What all these ideologues had in common was that they sought to simplify complexity. Reason is thought to be the device by which complexity can be understood, reduced and tamed. But complexity, which is to say Reality, cannot be so easily pinned down. It defies simplification. It makes a mockery of even the most elaborate of human ideologies.

Human beings are products of nature, and nature is not reasonable. Human reason is really just a parochial delusion. It is a tool, not a key. A specialised yet limited tool.

Tuesday, February 15, 2011

"Society, that it may live better, creates the State as an instrument. Then the State gets the upper hand and society has to begin to live for the State."

Ortega y Gasset, 1930.

Monday, February 14, 2011

"Just look at all the money that has been spent on the problem - all the laws we have put in place, all the educational programs we have implemented, all the police operations that have swept through our inner cities. And yet all we have succeeded in doing, apart from creating a self serving bureaucracy dedicated to the problem, is to have imprisoned thousands without really solving the problem at all. In fact, all we have achieved is the criminalisation  and marginalisation of the poorer sections of our society. Surely we should admit now that the solution to the problem lies in not trying to solve it at all. We should legalise it, and thus regulate it. That, to me, appears to be common sense."
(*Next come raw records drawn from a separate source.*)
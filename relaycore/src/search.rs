//! Placement search: which station, if any, goes on each candidate position.
//!
//! [`find_placement`] runs the feasibility pre-check and then either brute force or
//! branch-and-bound, as configured. Both visit assignments in the same order (for each
//! position: every unused station by ascending index, then leaving it empty) and keep
//! the first of equally scored placements, so they return the same result on the same input.
//!
//! ```
//! # use relaycore::{config::SearchConfig, problem::*, radio::RadioMatrices, search::*, units::*};
//! let problem = PlacementProblem::new(
//!     GatewayPair::new(Length::ZERO, Length::from_metres(20.0)),
//!     vec![Length::ZERO, Length::from_metres(10.0), Length::from_metres(20.0)],
//!     vec![Station { cost: 1, throughput: 1.0e6 }],
//!     RadioMatrices::uniform(1, Length::from_metres(10.0), Length::ZERO),
//!     Restriction { cost_limit: 1, delay_limit: Time::from_seconds(1.0) },
//!     Arrival { rate: 1.0, packet_size: 1000.0 },
//! )
//! .unwrap();
//!
//! let outcome = find_placement(&problem, &SearchConfig::default()).unwrap();
//! assert_eq!(outcome.status, SearchStatus::Optimal);
//! assert_eq!(outcome.best.unwrap().assignment.to_string(), "[-, S1, -]");
//! ```

mod branch_and_bound;
mod brute_force;
pub mod budget;
pub mod estimate;
pub mod incumbent;
pub mod node;
mod outcome;
mod stats;

use std::time::{Duration, Instant};

use tracing::info;

pub use outcome::{
    Assignment, Placement, PlacementCount, SearchOutcome, SearchStatus, Termination,
};
pub use stats::SearchStatistics;

use crate::{
    config::{ConfigurationError, Method, SearchConfig},
    feasibility,
    problem::PlacementProblem,
};
use budget::Budget;
use estimate::CoverageEstimator;
use incumbent::RecordSchedule;
use node::Expansion;

pub fn find_placement(
    problem: &PlacementProblem,
    config: &SearchConfig,
) -> Result<SearchOutcome, ConfigurationError> {
    config.validate()?;
    let start = Instant::now();

    info!(
        method = ?config.method,
        positions = problem.position_count(),
        stations = problem.station_count(),
        place_all = config.place_all_stations,
        "placement search started"
    );

    let feasible_placement_count = config
        .place_all_stations
        .then(|| PlacementCount::new(problem.position_count(), problem.station_count()));

    if let Some(rejection) = feasibility::rejection(problem) {
        info!(?rejection, "no placement possible");
        return Ok(SearchOutcome {
            status: SearchStatus::NoPlacementPossible,
            best: None,
            alternatives: Vec::new(),
            exhaustive: true,
            termination: Termination::NotStarted,
            rejection: Some(rejection),
            feasible_placement_count,
            statistics: SearchStatistics::default(),
        });
    }

    let line = problem.gateway().length();
    let template = RecordSchedule::new(
        config.last_optimal_noncoverage,
        config.relative_deviation.map(|share| line * share),
        config.alternatives_limit,
    );

    let deadline = config
        .time_limit
        .map(|t| start + Duration::from_secs_f64(t.seconds()));
    let budget = Budget::new(config.node_limit, deadline);

    let (schedule, mut statistics) = match config.method {
        Method::BruteForce => {
            let mut schedule = template.for_task(0);
            let mut statistics = SearchStatistics::default();
            brute_force::search(
                problem,
                config.place_all_stations,
                &mut schedule,
                &budget,
                &mut statistics,
            );
            (schedule, statistics)
        }
        Method::BranchAndBound => {
            let rules = Expansion {
                problem,
                estimator: CoverageEstimator::new(
                    problem,
                    config.estimation,
                    config.place_all_stations,
                ),
                place_all: config.place_all_stations,
            };
            if config.parallel {
                branch_and_bound::search_parallel(&rules, &template, &budget)
            } else {
                branch_and_bound::search(&rules, &template, &budget)
            }
        }
    };

    statistics.set_total_time(start.elapsed());
    let exhaustive = !budget.is_stopped();
    let (best, alternatives) = schedule.into_parts();

    let status = match (&best, exhaustive) {
        (Some(_), true) => SearchStatus::Optimal,
        (Some(_), false) => SearchStatus::Feasible,
        (None, _) => SearchStatus::NothingFound,
    };

    info!(
        ?status,
        noncoverage = ?best.as_ref().map(|b| b.noncoverage.metres()),
        nodes = statistics.nodes_explored,
        elapsed = ?statistics.time_total,
        "placement search finished"
    );

    Ok(SearchOutcome {
        status,
        best,
        alternatives,
        exhaustive,
        termination: budget.termination(),
        rejection: None,
        feasible_placement_count,
        statistics,
    })
}
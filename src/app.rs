//! Hospital Management Frontend App
//!
//! Tab bar over the four resource pages. Switching tabs mounts a fresh page,
//! which builds its own controller and loads page 1.

use std::rc::Rc;

use leptos::prelude::*;

use list_view::resources::{Appointments, Invoices, Patients, StaffMembers};
use list_view::{ApiClient, Resource};

use crate::components::ResourcePage;
use crate::config::AppConfig;
use crate::context::AppContext;
use crate::transport::{document_cookies, FetchTransport};

#[derive(Debug, Clone, Copy, PartialEq, Eq)]
enum Tab {
    Patients,
    Staff,
    Appointments,
    Invoices,
}

impl Tab {
    const ALL: [Tab; 4] = [Tab::Patients, Tab::Staff, Tab::Appointments, Tab::Invoices];

    fn label(&self) -> &'static str {
        match self {
            Tab::Patients => "Patients",
            Tab::Staff => "Staff",
            Tab::Appointments => "Appointments",
            Tab::Invoices => "Billing",
        }
    }

    fn resource(&self) -> Rc<dyn Resource> {
        match self {
            Tab::Patients => Rc::new(Patients),
            Tab::Staff => Rc::new(StaffMembers),
            Tab::Appointments => Rc::new(Appointments),
            Tab::Invoices => Rc::new(Invoices),
        }
    }
}

#[component]
pub fn App(config: AppConfig) -> impl IntoView {
    let api = ApiClient::new(config.client.clone(), Rc::new(FetchTransport), &document_cookies());
    provide_context(AppContext::new(api, config.toast_dismiss_ms));

    let (current_tab, set_current_tab) = signal(Tab::Patients);

    view! {
        <div class="app-layout">
            <nav class="navbar navbar-dark bg-primary">
                <span class="navbar-brand">"Hospital Management"</span>
            </nav>

            <ul class="nav nav-tabs">
                {Tab::ALL.into_iter().map(|tab| view! {
                    <li class="nav-item">
                        <button
                            class=move || if current_tab.get() == tab { "nav-link active" } else { "nav-link" }
                            on:click=move |_| set_current_tab.set(tab)
                        >
                            {tab.label()}
                        </button>
                    </li>
                }).collect_view()}
            </ul>

            <main class="main-content container-fluid">
                {move || view! { <ResourcePage resource=current_tab.get().resource() /> }}
            </main>
        </div>
    }
}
Alfredo E. Nonexisto. Chairman of the Campaign to Legalise Violence.
City of Arsoles, 2035.

Saturday, February 12, 2011

On the subject of Egypt's uprising, ladies and gentlemen of the jury, I put it to you that the fawning and narcissistic gushing of the western media on the subject have fallen short of reality, and that indeed they have overlooked some vital pieces of evidence.
Exhibit A: Many young demonstrators carried or painted on themselves the national flag of Egypt. Not America. Not Anarchism inc. Not trade union banners. These people are very, very patriotic. And Egypt has a young population, with a sizable proportion of young males. Patriotic young males.
Exhibit B: Egypt's economy was in the doldrums before the demonstrations and is in tatters now. The anger at Mubarak was stimulated by increasing poverty, the rising price of food and by the unemployment of a large number of young people. And this in a regime that already heavily subsidises bread and other vital foodstuffs. Being able to vote and air dissent in a free press does not in itself produce agricultural abundance and jobs. Freedom does not automatically produce prosperity.
Exhibit C: Egypt has no oil. Egypt is heavily reliant on aid. Egypt has a large deficit. Egypt has very little in the way of a manufacturing base. No democratic regime can conjure away the problems associated with these things, no matter how nice they are. Niceness produces neither competence nor wealth. It only pleases tender bourgeois hearts who watch from the comfort of their living rooms.
Exhibit D: The price of food is shooting up. The price of oil is going up. The price of metals is skyrocketing. Inflation stalks the world - because of population boom, a growing Chinese middle class, the US treasury's second round of quantitative easing and this year's droughts in Asia.

Ladies and Gentlemen of the jury, I put it to you that, while the Islamic Brotherhood may indeed be as tame and toothless as many claim, there are still other dangers surrounding the creation of a democratic government in a country that has never had a true democracy.
We may not see an Islamic Republic in Egypt.
But we may indeed see a Weimar Republic.